» **WHAT THE EXERCISE ASKS**
Each record below has to be printed verbatim.

#### INFORMATION ####

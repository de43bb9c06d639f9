// Copyright (C) 2026 Fred Clausen
// Use of this source code is governed by an MIT-style
// license that can be found in the LICENSE file or at
// https://opensource.org/licenses/MIT.

use crate::error::DomainError;
use crate::validation::{MAX_TEXT_LENGTH, validate_max_length};
use serde::{Deserialize, Serialize};
use std::str::FromStr;
use uuid::Uuid;

/// Prefix carried by every generated participant code name.
pub const CODE_NAME_PREFIX: &str = "CW";

/// Prefix carried by every synthesized admin payment reference.
pub const ADMIN_REFERENCE_PREFIX: &str = "VOTE_";

/// The store-assigned identifier of a contest.
///
/// Externally supplied identifiers must be positive decimal integers.
/// Anything else is rejected before a query is issued.
#[derive(Debug, Clone, Copy, PartialEq, Eq, Hash, PartialOrd, Ord, Serialize, Deserialize)]
pub struct ContestId(i64);

impl ContestId {
    /// Wraps a store-assigned identifier.
    #[must_use]
    pub const fn new(value: i64) -> Self {
        Self(value)
    }

    /// Parses an externally supplied contest identifier.
    ///
    /// Surrounding whitespace is ignored.
    ///
    /// # Errors
    ///
    /// Returns `DomainError::InvalidContestId` if the value is not a
    /// positive integer.
    pub fn parse(raw: &str) -> Result<Self, DomainError> {
        match raw.trim().parse::<i64>() {
            Ok(value) if value > 0 => Ok(Self(value)),
            _ => Err(DomainError::InvalidContestId(raw.to_string())),
        }
    }

    /// Returns the raw identifier value.
    #[must_use]
    pub const fn value(&self) -> i64 {
        self.0
    }
}

impl FromStr for ContestId {
    type Err = DomainError;

    fn from_str(s: &str) -> Result<Self, Self::Err> {
        Self::parse(s)
    }
}

impl std::fmt::Display for ContestId {
    fn fmt(&self, f: &mut std::fmt::Formatter<'_>) -> std::fmt::Result {
        write!(f, "{}", self.0)
    }
}

/// A participant's public, globally unique code name (e.g. `CW001`).
#[derive(Debug, Clone, PartialEq, Eq, Hash, Serialize, Deserialize)]
pub struct CodeName(String);

impl CodeName {
    /// Parses an externally supplied code name.
    ///
    /// # Errors
    ///
    /// Returns `DomainError::InvalidCodeName` if the value is blank.
    pub fn parse(raw: &str) -> Result<Self, DomainError> {
        let trimmed: &str = raw.trim();
        if trimmed.is_empty() {
            return Err(DomainError::InvalidCodeName(String::from(
                "code name cannot be empty",
            )));
        }
        Ok(Self(trimmed.to_string()))
    }

    /// Formats a code name from a sequence number.
    ///
    /// Numbers below 1000 are zero-padded to three digits.
    #[must_use]
    pub fn from_sequence(sequence: u32) -> Self {
        Self(format!("{CODE_NAME_PREFIX}{sequence:03}"))
    }

    /// Returns the numeric suffix if this code name follows the
    /// generated `CW<digits>` pattern.
    #[must_use]
    pub fn sequence(&self) -> Option<u32> {
        let digits: &str = self.0.strip_prefix(CODE_NAME_PREFIX)?;
        if digits.is_empty() || !digits.bytes().all(|b| b.is_ascii_digit()) {
            return None;
        }
        digits.parse::<u32>().ok()
    }

    /// Computes the code name that follows the most recently created
    /// participant in a contest.
    ///
    /// Starts at `CW001` when there is no prior participant or the prior
    /// code name does not follow the generated pattern.
    #[must_use]
    pub fn next_after(latest: Option<&Self>) -> Self {
        let next: u32 = latest
            .and_then(Self::sequence)
            .map_or(1, |sequence| sequence.saturating_add(1));
        Self::from_sequence(next)
    }

    /// Returns the code name as a string slice.
    #[must_use]
    pub fn value(&self) -> &str {
        &self.0
    }
}

impl std::fmt::Display for CodeName {
    fn fmt(&self, f: &mut std::fmt::Formatter<'_>) -> std::fmt::Result {
        write!(f, "{}", self.0)
    }
}

/// A payment reference that makes a vote idempotent.
#[derive(Debug, Clone, PartialEq, Eq, Hash, Serialize, Deserialize)]
pub struct PaymentReference(String);

impl PaymentReference {
    /// Parses a payment reference supplied by a payment flow.
    ///
    /// # Errors
    ///
    /// Returns `DomainError::InvalidPaymentReference` if the value is blank,
    /// or `DomainError::FieldTooLong` if it does not fit the stored column.
    pub fn parse(raw: &str) -> Result<Self, DomainError> {
        let trimmed: &str = raw.trim();
        if trimmed.is_empty() {
            return Err(DomainError::InvalidPaymentReference(String::from(
                "payment reference cannot be empty",
            )));
        }
        validate_max_length("paymentReference", trimmed, MAX_TEXT_LENGTH)?;
        Ok(Self(trimmed.to_string()))
    }

    /// Synthesizes a fresh `VOTE_<uuid-v4>` reference for an admin vote.
    #[must_use]
    pub fn generate_admin() -> Self {
        Self(format!("{ADMIN_REFERENCE_PREFIX}{}", Uuid::new_v4()))
    }

    /// Returns the reference as a string slice.
    #[must_use]
    pub fn value(&self) -> &str {
        &self.0
    }
}

impl std::fmt::Display for PaymentReference {
    fn fmt(&self, f: &mut std::fmt::Formatter<'_>) -> std::fmt::Result {
        write!(f, "{}", self.0)
    }
}
// Copyright (C) 2026 Fred Clausen
// Use of this source code is governed by an MIT-style
// license that can be found in the LICENSE file or at
// https://opensource.org/licenses/MIT.

#![allow(clippy::expect_used, clippy::unwrap_used)]

mod types;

####

» **WRITTEN RESPONSE**
repository de43bb9c06d639f9
// Copyright (C) 2026 Fred Clausen
// Use of this source code is governed by an MIT-style
// license that can be found in the LICENSE file or at
// https://opensource.org/licenses/MIT.

use crate::error::DomainError;
use crate::validation::{MAX_TEXT_LENGTH, validate_max_length};
use serde::{Deserialize, Serialize};
use std::str::FromStr;
use uuid::Uuid;

/// Prefix carried by every generated participant code name.
pub const CODE_NAME_PREFIX: &str = "CW";

/// Prefix carried by every synthesized admin payment reference.
pub const ADMIN_REFERENCE_PREFIX: &str = "VOTE_";

/// The store-assigned identifier of a contest.
///
/// Externally supplied identifiers must be positive decimal integers.
/// Anything else is rejected before a query is issued.
#[derive(Debug, Clone, Copy, PartialEq, Eq, Hash, PartialOrd, Ord, Serialize, Deserialize)]
pub struct ContestId(i64);

impl ContestId {
    /// Wraps a store-assigned identifier.
    #[must_use]
    pub const fn new(value: i64) -> Self {
        Self(value)
    }

    /// Parses an externally supplied contest identifier.
    ///
    /// Surrounding whitespace is ignored.
    ///
    /// # Errors
    ///
    /// Returns `DomainError::InvalidContestId` if the value is not a
    /// positive integer.
    pub fn parse(raw: &str) -> Result<Self, DomainError> {
        match raw.trim().parse::<i64>() {
            Ok(value) if value > 0 => Ok(Self(value)),
            _ => Err(DomainError::InvalidContestId(raw.to_string())),
        }
    }

    /// Returns the raw identifier value.
    #[must_use]
    pub const fn value(&self) -> i64 {
        self.0
    }
}

impl FromStr for ContestId {
    type Err = DomainError;

    fn from_str(s: &str) -> Result<Self, Self::Err> {
        Self::parse(s)
    }
}

impl std::fmt::Display for ContestId {
    fn fmt(&self, f: &mut std::fmt::Formatter<'_>) -> std::fmt::Result {
        write!(f, "{}", self.0)
    }
}

/// A participant's public, globally unique code name (e.g. `CW001`).
#[derive(Debug, Clone, PartialEq, Eq, Hash, Serialize, Deserialize)]
pub struct CodeName(String);

impl CodeName {
    /// Parses an externally supplied code name.
    ///
    /// # Errors
    ///
    /// Returns `DomainError::InvalidCodeName` if the value is blank.
    pub fn parse(raw: &str) -> Result<Self, DomainError> {
        let trimmed: &str = raw.trim();
        if trimmed.is_empty() {
            return Err(DomainError::InvalidCodeName(String::from(
                "code name cannot be empty",
            )));
        }
        Ok(Self(trimmed.to_string()))
    }

    /// Formats a code name from a sequence number.
    ///
    /// Numbers below 1000 are zero-padded to three digits.
    #[must_use]
    pub fn from_sequence(sequence: u32) -> Self {
        Self(format!("{CODE_NAME_PREFIX}{sequence:03}"))
    }

    /// Returns the numeric suffix if this code name follows the
    /// generated `CW<digits>` pattern.
    #[must_use]
    pub fn sequence(&self) -> Option<u32> {
        let digits: &str = self.0.strip_prefix(CODE_NAME_PREFIX)?;
        if digits.is_empty() || !digits.bytes().all(|b| b.is_ascii_digit()) {
            return None;
        }
        digits.parse::<u32>().ok()
    }

    /// Computes the code name that follows the most recently created
    /// participant in a contest.
    ///
    /// Starts at `CW001` when there is no prior participant or the prior
    /// code name does not follow the generated pattern.
    #[must_use]
    pub fn next_after(latest: Option<&Self>) -> Self {
        let next: u32 = latest
            .and_then(Self::sequence)
            .map_or(1, |sequence| sequence.saturating_add(1));
        Self::from_sequence(next)
    }

    /// Returns the code name as a string slice.
    #[must_use]
    pub fn value(&self) -> &str {
        &self.0
    }
}

impl std::fmt::Display for CodeName {
    fn fmt(&self, f: &mut std::fmt::Formatter<'_>) -> std::fmt::Result {
        write!(f, "{}", self.0)
    }
}

/// A payment reference that makes a vote idempotent.
#[derive(Debug, Clone, PartialEq, Eq, Hash, Serialize, Deserialize)]
pub struct PaymentReference(String);

impl PaymentReference {
    /// Parses a payment reference supplied by a payment flow.
    ///
    /// # Errors
    ///
    /// Returns `DomainError::InvalidPaymentReference` if the value is blank,
    /// or `DomainError::FieldTooLong` if it does not fit the stored column.
    pub fn parse(raw: &str) -> Result<Self, DomainError> {
        let trimmed: &str = raw.trim();
        if trimmed.is_empty() {
            return Err(DomainError::InvalidPaymentReference(String::from(
                "payment reference cannot be empty",
            )));
        }
        validate_max_length("paymentReference", trimmed, MAX_TEXT_LENGTH)?;
        Ok(Self(trimmed.to_string()))
    }

    /// Synthesizes a fresh `VOTE_<uuid-v4>` reference for an admin vote.
    #[must_use]
    pub fn generate_admin() -> Self {
        Self(format!("{ADMIN_REFERENCE_PREFIX}{}", Uuid::new_v4()))
    }

    /// Returns the reference as a string slice.
    #[must_use]
    pub fn value(&self) -> &str {
        &self.0
    }
}

impl std::fmt::Display for PaymentReference {
    fn fmt(&self, f: &mut std::fmt::Formatter<'_>) -> std::fmt::Result {
        write!(f, "{}", self.0)
    }
}
// Copyright (C) 2026 Fred Clausen
// Use of this source code is governed by an MIT-style
// license that can be found in the LICENSE file or at
// https://opensource.org/licenses/MIT.

#![allow(clippy::expect_used, clippy::unwrap_used)]

mod types;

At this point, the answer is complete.